Fraude a la paternidad y su responsabilidad penal

Fraude a la paternidad y su responsabilidad penal

El Código de la Familia, establece en su artículo 235 que la filiación es la relación existente entre el hijo o la hija y sus progenitores. En relación con la madre, se le denomina maternidad y en relación con el padre, se le denomina paternidad.

A su vez artículo 236 dispone que la filiación puede tener lugar por consanguinidad o por adopción.

En lo referente a la paternidad, debemos comentar que se ha sancionado la Ley 535 de 18 de junio de 2026 que sanciona el fraude de paternidad en la República de Panamá, tipificándolo como un delito para garantizar el derecho a la verdad biológica, la buena fe y la seguridad jurídica.

La Ley 535 señala que se entiende por fraude de paternidad toda conducta dolosa mediante la cual una persona induce a un hombre a reconocer como hijo a un menor que no es biológicamente suya, así como ocultar, alterar o falsear información relativa a la verdadera paternidad biológica o mantener deliberadamente el engaño, causando perjuicio moral o patrimonial.

Se ha establecido que cuando la paternidad haya sido obtenida mediante dolo, engaño o fraude la acción de impugnación será imprescriptible.

Los jueces quedan facultados para ordenar pruebas de ADN o prueba de paternidad prenatal no invasiva dentro del proceso que tramiten y la negativa injustificada a realizarse la prueba puede tomarse como indicio en contra de quien se oponga.

Dispone la Ley en referencia, que declarado judicialmente el fraude de paternidad se ordenará la cancelación de la filiación en el Registro Civil, cesarán las obligaciones legales futuras del afectado y se dejará a salvo el derecho del menor de reclamar su verdadera filiación.

Se adiciona el artículo 211 -A al Código Penal al establecer penas que van de 2 a 5 años de prisión y multas de 100 a 500 días para quien, de forma dolosa, induzca a un hombre a reconocer a un menor que no es biológico, o falsee y oculte información sobre la verdadera paternidad.

La pena aumentará de una tercera parte a la mitad, cuando el fraude se mantenga por más de cinco años, existan dos o más menores afectados o se haya obtenido beneficio económico reiterado.

De igual forma, se adiciona el artículo 211-B el cual señala que no incurrirá en delito quien reconozca a un menor como hijo, aun con conocimiento de la inexistencia de vinculo biológico, siempre que el reconocimiento se realice de manera libre, expresa, informada, sin mediar engaño, error o cualquier forma de inducción fraudulenta.

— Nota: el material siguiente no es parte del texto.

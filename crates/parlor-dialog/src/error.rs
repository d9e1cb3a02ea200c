use thiserror::Error;

#[derive(Error, Debug)]
pub enum DialogError {
    #[error("assistant is not configured: {0}")]
    Config(String),

    #[error("assistant request failed: {0}")]
    Assistant(String),

    #[error("assistant returned a malformed reply: {0}")]
    MalformedReply(String),
}
use thiserror::Error;

/// Synthesis failures are split by cause because each maps to a different
/// caller-facing fallback line.
#[derive(Error, Debug)]
pub enum VoiceError {
    #[error("TTS is not configured: {0}")]
    Config(String),

    #[error("cannot synthesize empty text")]
    EmptyInput,

    #[error("TTS provider error: {0}")]
    Provider(String),
}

Tomando en consideración el aspecto ético y social, el fraude de paternidad puede generar graves consecuencias emocionales, económicas y familiares para todas las personas involucradas, afectando la confianza, la estabilidad familiar y el bienestar del menor.

Estamos frente a una regulación que toca aspectos de especial sensibilidad, por lo que se requiere un balance entre los derechos de las partes y el interés superior del menor.